What the exercise asks: Even the shortest line counts, so transcribe all the data exactly.

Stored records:
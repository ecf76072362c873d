//! Release runs end to end: trigger, build, publish.

use tokio_util::sync::CancellationToken;

use probeship_lib::oci::{ImageIndex, ImageManifest, MEDIA_TYPE_INDEX};
use probeship_lib::registry::memory::Upload;
use probeship_lib::release::{FailureKind, ReleaseEvent, RunState};
use probeship_lib::secret::Credentials;

use super::common::{FakeExecutor, Harness, REPOSITORY, TOKEN, amd64, arm64};

fn released(tag: &str) -> ReleaseEvent {
  ReleaseEvent::Released {
    ref_name: tag.to_string(),
  }
}

fn credentials() -> Credentials {
  Credentials::new("ci-bot", TOKEN)
}

#[tokio::test]
async fn released_event_publishes_both_platforms() {
  let harness = Harness::new(FakeExecutor::default());
  let orchestrator = harness.orchestrator(vec![amd64(), arm64()]);

  let report = orchestrator
    .run(released("v2.0.0"), &credentials(), &CancellationToken::new())
    .await;

  assert_eq!(report.state, RunState::Published, "{:?}", report.error);
  assert_eq!(report.reference.as_deref(), Some("ghcr.io/criteo/netprobify:v2.0.0"));

  let stored = harness.registry.manifest(REPOSITORY, "v2.0.0").await.unwrap();
  assert_eq!(stored.media_type, MEDIA_TYPE_INDEX);
  let index: ImageIndex = serde_json::from_slice(&stored.body).unwrap();
  let archs: Vec<&str> = index.platforms().iter().map(|p| p.architecture.as_str()).collect();
  assert_eq!(archs, ["amd64", "arm64"]);

  // every platform manifest and its blobs are retrievable by digest
  for entry in &index.manifests {
    let manifest = harness
      .registry
      .manifest(REPOSITORY, entry.digest.as_str())
      .await
      .unwrap();
    let manifest: ImageManifest = serde_json::from_slice(&manifest.body).unwrap();
    // the base layer, then the recipe's six
    assert_eq!(manifest.layers.len(), 7);
    assert!(harness.registry.blob(&manifest.config.digest).await.is_some());
    for layer in &manifest.layers {
      assert!(harness.registry.blob(&layer.digest).await.is_some());
    }
  }
}

#[tokio::test]
async fn one_platform_failing_leaves_tag_absent() {
  let harness = Harness::new(FakeExecutor::failing(arm64()));
  let orchestrator = harness.orchestrator(vec![amd64(), arm64()]);

  let report = orchestrator
    .run(released("v2.0.0"), &credentials(), &CancellationToken::new())
    .await;

  assert_eq!(report.state, RunState::Failed);
  assert_eq!(report.failure, Some(FailureKind::PartialTargets));
  assert!(report.error.as_deref().unwrap().contains("linux/arm64"));
  assert!(harness.registry.manifest(REPOSITORY, "v2.0.0").await.is_none());
  assert!(harness.registry.writes().await.is_empty());
}

#[tokio::test]
async fn rerunning_the_same_release_is_idempotent() {
  let harness = Harness::new(FakeExecutor::default());
  let orchestrator = harness.orchestrator(vec![amd64(), arm64()]);

  let first = orchestrator
    .run(released("v2.0.0"), &credentials(), &CancellationToken::new())
    .await;
  let runs_after_first = harness.executor.run_count();
  let second = orchestrator
    .run(released("v2.0.0"), &credentials(), &CancellationToken::new())
    .await;

  assert!(first.is_published() && second.is_published());
  assert_eq!(first.index_digest, second.index_digest);
  assert_eq!(harness.executor.run_count(), runs_after_first);
  assert_eq!(second.cache_misses(), 0);
  assert_eq!(second.blobs_pushed, 0);
}

#[tokio::test]
async fn rebuild_from_a_fresh_cache_yields_the_same_index() {
  let first = Harness::new(FakeExecutor::default());
  let second = Harness::new(FakeExecutor::default());

  let a = first
    .orchestrator(vec![amd64(), arm64()])
    .run(released("v2.0.0"), &credentials(), &CancellationToken::new())
    .await;
  let b = second
    .orchestrator(vec![amd64(), arm64()])
    .run(released("v2.0.0"), &credentials(), &CancellationToken::new())
    .await;

  assert!(a.is_published() && b.is_published());
  assert_eq!(a.index_digest, b.index_digest);
}

#[tokio::test]
async fn release_name_is_the_tag() {
  let harness = Harness::new(FakeExecutor::default());
  let orchestrator = harness.orchestrator(vec![amd64()]);

  let report = orchestrator
    .run(released("v1.2.3"), &credentials(), &CancellationToken::new())
    .await;

  assert_eq!(report.tag.as_deref(), Some("v1.2.3"));
  let tags: Vec<String> = harness
    .registry
    .writes()
    .await
    .into_iter()
    .filter_map(|w| match w {
      Upload::Manifest { reference, .. } if !reference.starts_with("sha256:") => Some(reference),
      _ => None,
    })
    .collect();
  assert_eq!(tags, ["v1.2.3"]);
}

#[tokio::test]
async fn bad_credentials_fail_before_any_build() {
  let harness = Harness::new(FakeExecutor::default());
  let orchestrator = harness.orchestrator(vec![amd64(), arm64()]);

  let report = orchestrator
    .run(
      released("v2.0.0"),
      &Credentials::new("ci-bot", "wrong"),
      &CancellationToken::new(),
    )
    .await;

  assert_eq!(report.state, RunState::Failed);
  assert_eq!(report.failure, Some(FailureKind::Auth));
  assert_eq!(harness.executor.run_count(), 0);
}

#[tokio::test]
async fn manual_dispatch_is_tagged_by_commit() {
  let harness = Harness::new(FakeExecutor::default());
  let orchestrator = harness.orchestrator(vec![amd64()]);

  let report = orchestrator
    .run(
      ReleaseEvent::ManualDispatch {
        git_ref: Some("main".to_string()),
        sha: Some("0123456789abcdef0123456789abcdef01234567".to_string()),
      },
      &credentials(),
      &CancellationToken::new(),
    )
    .await;

  assert!(report.is_published(), "{:?}", report.error);
  assert!(harness.registry.manifest(REPOSITORY, "sha-0123456").await.is_some());
}

#[tokio::test]
async fn report_never_contains_the_token() {
  let harness = Harness::new(FakeExecutor::failing(amd64()));
  let failed = harness
    .orchestrator(vec![amd64(), arm64()])
    .run(released("v2.0.0"), &credentials(), &CancellationToken::new())
    .await;

  let ok = Harness::new(FakeExecutor::default());
  let published = ok
    .orchestrator(vec![amd64(), arm64()])
    .run(released("v2.0.0"), &credentials(), &CancellationToken::new())
    .await;

  for report in [failed, published] {
    let path = harness.dir.path().join("report.json");
    report.write(&path).unwrap();
    assert!(!std::fs::read_to_string(&path).unwrap().contains(TOKEN));
  }
}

Solution to the exercise:
repository ecf76072362c873d
//! Release runs end to end: trigger, build, publish.

use tokio_util::sync::CancellationToken;

use probeship_lib::oci::{ImageIndex, ImageManifest, MEDIA_TYPE_INDEX};
use probeship_lib::registry::memory::Upload;
use probeship_lib::release::{FailureKind, ReleaseEvent, RunState};
use probeship_lib::secret::Credentials;

use super::common::{FakeExecutor, Harness, REPOSITORY, TOKEN, amd64, arm64};

fn released(tag: &str) -> ReleaseEvent {
  ReleaseEvent::Released {
    ref_name: tag.to_string(),
  }
}

fn credentials() -> Credentials {
  Credentials::new("ci-bot", TOKEN)
}

#[tokio::test]
async fn released_event_publishes_both_platforms() {
  let harness = Harness::new(FakeExecutor::default());
  let orchestrator = harness.orchestrator(vec![amd64(), arm64()]);

  let report = orchestrator
    .run(released("v2.0.0"), &credentials(), &CancellationToken::new())
    .await;

  assert_eq!(report.state, RunState::Published, "{:?}", report.error);
  assert_eq!(report.reference.as_deref(), Some("ghcr.io/criteo/netprobify:v2.0.0"));

  let stored = harness.registry.manifest(REPOSITORY, "v2.0.0").await.unwrap();
  assert_eq!(stored.media_type, MEDIA_TYPE_INDEX);
  let index: ImageIndex = serde_json::from_slice(&stored.body).unwrap();
  let archs: Vec<&str> = index.platforms().iter().map(|p| p.architecture.as_str()).collect();
  assert_eq!(archs, ["amd64", "arm64"]);

  // every platform manifest and its blobs are retrievable by digest
  for entry in &index.manifests {
    let manifest = harness
      .registry
      .manifest(REPOSITORY, entry.digest.as_str())
      .await
      .unwrap();
    let manifest: ImageManifest = serde_json::from_slice(&manifest.body).unwrap();
    // the base layer, then the recipe's six
    assert_eq!(manifest.layers.len(), 7);
    assert!(harness.registry.blob(&manifest.config.digest).await.is_some());
    for layer in &manifest.layers {
      assert!(harness.registry.blob(&layer.digest).await.is_some());
    }
  }
}

#[tokio::test]
async fn one_platform_failing_leaves_tag_absent() {
  let harness = Harness::new(FakeExecutor::failing(arm64()));
  let orchestrator = harness.orchestrator(vec![amd64(), arm64()]);

  let report = orchestrator
    .run(released("v2.0.0"), &credentials(), &CancellationToken::new())
    .await;

  assert_eq!(report.state, RunState::Failed);
  assert_eq!(report.failure, Some(FailureKind::PartialTargets));
  assert!(report.error.as_deref().unwrap().contains("linux/arm64"));
  assert!(harness.registry.manifest(REPOSITORY, "v2.0.0").await.is_none());
  assert!(harness.registry.writes().await.is_empty());
}

#[tokio::test]
async fn rerunning_the_same_release_is_idempotent() {
  let harness = Harness::new(FakeExecutor::default());
  let orchestrator = harness.orchestrator(vec![amd64(), arm64()]);

  let first = orchestrator
    .run(released("v2.0.0"), &credentials(), &CancellationToken::new())
    .await;
  let runs_after_first = harness.executor.run_count();
  let second = orchestrator
    .run(released("v2.0.0"), &credentials(), &CancellationToken::new())
    .await;

  assert!(first.is_published() && second.is_published());
  assert_eq!(first.index_digest, second.index_digest);
  assert_eq!(harness.executor.run_count(), runs_after_first);
  assert_eq!(second.cache_misses(), 0);
  assert_eq!(second.blobs_pushed, 0);
}

#[tokio::test]
async fn rebuild_from_a_fresh_cache_yields_the_same_index() {
  let first = Harness::new(FakeExecutor::default());
  let second = Harness::new(FakeExecutor::default());

  let a = first
    .orchestrator(vec![amd64(), arm64()])
    .run(released("v2.0.0"), &credentials(), &CancellationToken::new())
    .await;
  let b = second
    .orchestrator(vec![amd64(), arm64()])
    .run(released("v2.0.0"), &credentials(), &CancellationToken::new())
    .await;

  assert!(a.is_published() && b.is_published());
  assert_eq!(a.index_digest, b.index_digest);
}

#[tokio::test]
async fn release_name_is_the_tag() {
  let harness = Harness::new(FakeExecutor::default());
  let orchestrator = harness.orchestrator(vec![amd64()]);

  let report = orchestrator
    .run(released("v1.2.3"), &credentials(), &CancellationToken::new())
    .await;

  assert_eq!(report.tag.as_deref(), Some("v1.2.3"));
  let tags: Vec<String> = harness
    .registry
    .writes()
    .await
    .into_iter()
    .filter_map(|w| match w {
      Upload::Manifest { reference, .. } if !reference.starts_with("sha256:") => Some(reference),
      _ => None,
    })
    .collect();
  assert_eq!(tags, ["v1.2.3"]);
}

#[tokio::test]
async fn bad_credentials_fail_before_any_build() {
  let harness = Harness::new(FakeExecutor::default());
  let orchestrator = harness.orchestrator(vec![amd64(), arm64()]);

  let report = orchestrator
    .run(
      released("v2.0.0"),
      &Credentials::new("ci-bot", "wrong"),
      &CancellationToken::new(),
    )
    .await;

  assert_eq!(report.state, RunState::Failed);
  assert_eq!(report.failure, Some(FailureKind::Auth));
  assert_eq!(harness.executor.run_count(), 0);
}

#[tokio::test]
async fn manual_dispatch_is_tagged_by_commit() {
  let harness = Harness::new(FakeExecutor::default());
  let orchestrator = harness.orchestrator(vec![amd64()]);

  let report = orchestrator
    .run(
      ReleaseEvent::ManualDispatch {
        git_ref: Some("main".to_string()),
        sha: Some("0123456789abcdef0123456789abcdef01234567".to_string()),
      },
      &credentials(),
      &CancellationToken::new(),
    )
    .await;

  assert!(report.is_published(), "{:?}", report.error);
  assert!(harness.registry.manifest(REPOSITORY, "sha-0123456").await.is_some());
}

#[tokio::test]
async fn report_never_contains_the_token() {
  let harness = Harness::new(FakeExecutor::failing(amd64()));
  let failed = harness
    .orchestrator(vec![amd64(), arm64()])
    .run(released("v2.0.0"), &credentials(), &CancellationToken::new())
    .await;

  let ok = Harness::new(FakeExecutor::default());
  let published = ok
    .orchestrator(vec![amd64(), arm64()])
    .run(released("v2.0.0"), &credentials(), &CancellationToken::new())
    .await;

  for report in [failed, published] {
    let path = harness.dir.path().join("report.json");
    report.write(&path).unwrap();
    assert!(!std::fs::read_to_string(&path).unwrap().contains(TOKEN));
  }
}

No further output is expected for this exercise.